But this is a subtle issue and one that's worth using a few more of the Physics SE's electrons to discuss.
You describe the universe as a bubble or a torus, and the implication of these descriptions is that the universe is embedded in some higher dimension in the way the 2D surface of an expanding ballon is embedded in 3D space. But it's important to be clear that the universe is not embedded in a fourth spatial dimension. There are only three space and one time dimensions and the universe isn't expanding into anything. This means the universe has no edge so there is no edge for photons to reach.
There are three types of universe, open, flat and closed. The open and flat universes are infinite while the closed universe is finite but has no edge (more on this below). The evidence is that our universe is flat so it's infinite. In this context infinite means you can draw a straight line outwards away from you and the line will never reach any point where it can't be continued smoothly outwards.
It's possible for a flat universe to be finite if it has some large scale closed topology. This is what we mean by saying the universe could have the topology of a torus (though this would be a 3-torus not a doughnut - a doughnut is a 2-torus). If the universe is closed in this way there is still no edge but the line described above would eventually return to its starting point. However if our universe is closed in this way the length scale for the closure is much larger than the size of the observable universe or we'd see evidence for it in the cosmic microwave background.
The nearest we get to an edge is the closed universe, though I must emphasise that the evidence suggests our universe is not closed, so this is of intellectual interest only - fun maths but not physically relevant.
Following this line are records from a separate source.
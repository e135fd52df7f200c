//! Object storage client for archived weather data.
//!
//! Wraps an [`ObjectStore`] backend (Google Cloud Storage in production,
//! in-memory in tests) behind the three operations this service needs.
//! Distinct backend failures (bucket missing, permission denied, object
//! missing, transport errors) are logged with their cause but normalized
//! into a single failure kind per operation.

use bytes::Bytes;
use futures::TryStreamExt;
use object_store::gcp::GoogleCloudStorageBuilder;
use object_store::path::Path;
use object_store::{Attribute, AttributeValue, Attributes, ObjectStore, PutOptions};
use serde_json::Value;
use std::sync::Arc;
use tracing::{debug, error, info, instrument, warn};

use crate::error::{HadleyError, Result};

/// Object storage client for weather data.
pub struct ObjectStorage {
    store: Arc<dyn ObjectStore>,
    bucket: String,
}

impl std::fmt::Debug for ObjectStorage {
    fn fmt(&self, f: &mut std::fmt::Formatter<'_>) -> std::fmt::Result {
        f.debug_struct("ObjectStorage")
            .field("bucket", &self.bucket)
            .finish_non_exhaustive()
    }
}

impl ObjectStorage {
    /// Create a client for a Google Cloud Storage bucket.
    ///
    /// Credentials come from the environment (service-account key or
    /// application-default credentials), matching how the service runs on
    /// GCP and on developer machines.
    pub fn for_gcs_bucket(bucket: &str) -> Result<Self> {
        let store = GoogleCloudStorageBuilder::from_env()
            .with_bucket_name(bucket)
            .build()
            .map_err(|e| {
                error!(bucket = %bucket, error = %e, "Could not initialize GCS client");
                HadleyError::Misconfigured
            })?;

        Ok(Self::with_store(Arc::new(store), bucket))
    }

    /// Create a client over an arbitrary backend. Tests use this with
    /// `object_store::memory::InMemory`.
    pub fn with_store(store: Arc<dyn ObjectStore>, bucket: impl Into<String>) -> Self {
        Self {
            store,
            bucket: bucket.into(),
        }
    }

    /// The bucket this client writes into.
    pub fn bucket(&self) -> &str {
        &self.bucket
    }

    /// Create or overwrite the object at `key` with a JSON document.
    #[instrument(skip(self, content), fields(bucket = %self.bucket, key = %key))]
    pub async fn put_json(&self, key: &str, content: String) -> Result<()> {
        let location = Path::from(key);
        let attributes = Attributes::from_iter([(
            Attribute::ContentType,
            AttributeValue::from("application/json"),
        )]);
        let opts = PutOptions {
            attributes,
            ..Default::default()
        };

        debug!(size = content.len(), "Writing object");

        self.store
            .put_opts(&location, Bytes::from(content).into(), opts)
            .await
            .map_err(|e| {
                error!(bucket = %self.bucket, key = %key, error = %e, "Failed to write object");
                HadleyError::StorageWrite
            })?;

        info!(bucket = %self.bucket, key = %key, "Object written");
        Ok(())
    }

    /// List object names starting with `prefix`. An empty match is an empty
    /// vec, not a failure.
    ///
    /// [`ObjectStore`] prefixes are path-segment based, so a name prefix
    /// like `weather_` has to be filtered out of the full listing.
    #[instrument(skip(self), fields(bucket = %self.bucket, prefix = %prefix))]
    pub async fn list(&self, prefix: &str) -> Result<Vec<String>> {
        let mut names = Vec::new();
        let mut stream = self.store.list(None);

        while let Some(meta) = stream.try_next().await.map_err(|e| {
            error!(bucket = %self.bucket, error = %e, "Failed to list objects");
            HadleyError::StorageList
        })? {
            let name = meta.location.to_string();
            if name.starts_with(prefix) {
                names.push(name);
            }
        }

        info!(bucket = %self.bucket, prefix = %prefix, count = names.len(), "Listed objects");
        Ok(names)
    }

    /// Download the object at `key` and parse it as JSON.
    ///
    /// A missing object, an unreadable object, and an object holding
    /// invalid JSON are indistinguishable to the caller; the log lines
    /// below are where operators tell them apart.
    #[instrument(skip(self), fields(bucket = %self.bucket, key = %key))]
    pub async fn get_json(&self, key: &str) -> Result<Value> {
        let location = Path::from(key);
        let not_found = || HadleyError::FileNotFound {
            file_name: key.to_string(),
        };

        let result = match self.store.get(&location).await {
            Ok(result) => result,
            Err(object_store::Error::NotFound { .. }) => {
                warn!(bucket = %self.bucket, key = %key, "Object not found");
                return Err(not_found());
            }
            Err(e) => {
                error!(bucket = %self.bucket, key = %key, error = %e, "Failed to read object");
                return Err(not_found());
            }
        };

        let bytes = result.bytes().await.map_err(|e| {
            error!(bucket = %self.bucket, key = %key, error = %e, "Failed to download object body");
            not_found()
        })?;

        serde_json::from_slice(&bytes).map_err(|e| {
            warn!(bucket = %self.bucket, key = %key, error = %e, "Object content is not valid JSON");
            not_found()
        })
    }
}
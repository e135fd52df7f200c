//! Logging utilities for the hadley server.
//!
//! This module provides structured logging functionality to make logs more
//! searchable, analyzable, and useful for production deployments.

use tracing::{error, Level};

use tower_http::trace::{DefaultMakeSpan, DefaultOnRequest, DefaultOnResponse, TraceLayer};
use tower_http::LatencyUnit;
use uuid::Uuid;

/// Creates the tracing layer for HTTP request/response logging
pub fn create_http_trace_layer() -> TraceLayer<
    tower_http::classify::SharedClassifier<tower_http::classify::ServerErrorsAsFailures>,
    DefaultMakeSpan,
    DefaultOnRequest,
    DefaultOnResponse,
> {
    // Create a custom response formatter that includes timing
    let response_formatter = DefaultOnResponse::new()
        .level(Level::DEBUG)
        .latency_unit(LatencyUnit::Micros);

    // Configure the tracing layer
    TraceLayer::new_for_http()
        .make_span_with(
            DefaultMakeSpan::new()
                .level(Level::INFO)
                .include_headers(true),
        )
        .on_request(DefaultOnRequest::new().level(Level::DEBUG))
        .on_response(response_formatter)
}

/// Initialize the tracing subscriber with the given log level
pub fn init_tracing(log_level: &str) {
    let filter = match std::env::var("RUST_LOG") {
        Ok(val) => val,
        Err(_) => log_level.to_string(),
    };

    tracing_subscriber::fmt()
        .with_env_filter(filter)
        .with_target(true)
        .with_thread_ids(true)
        .with_file(true)
        .with_line_number(true)
        .init();
}

/// Log an error that occurred during request processing
pub fn log_request_error(
    error: &crate::error::HadleyError,
    endpoint: &str,
    request_id: &str,
    params: Option<&str>,
) {
    error!(
        error = %error,
        endpoint = endpoint,
        request_id = request_id,
        params = params.unwrap_or("none"),
        error_type = std::any::type_name_of_val(error),
        "Request processing error"
    );
}

/// Generate a unique request ID
pub fn generate_request_id() -> String {
    Uuid::new_v4().to_string()
}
In a closed universe the universe expands outwards from a Big Bang but then the expansion stops and the universe starts to contract again, and eventually everything collapses into a Big Crunch. This universe is finite in time (the time between the Big Bang and Big Crunch is finite), and it's finite in space. However photons in a closed universe still can't reach an edge. In fact every possible particle trajectory, whether it's a photon or a massive particle, starts at the Big Bang and ends at the Big Crunch. So there is a sense in which the Big Bang and Big Crunch are the edges of a closed universe.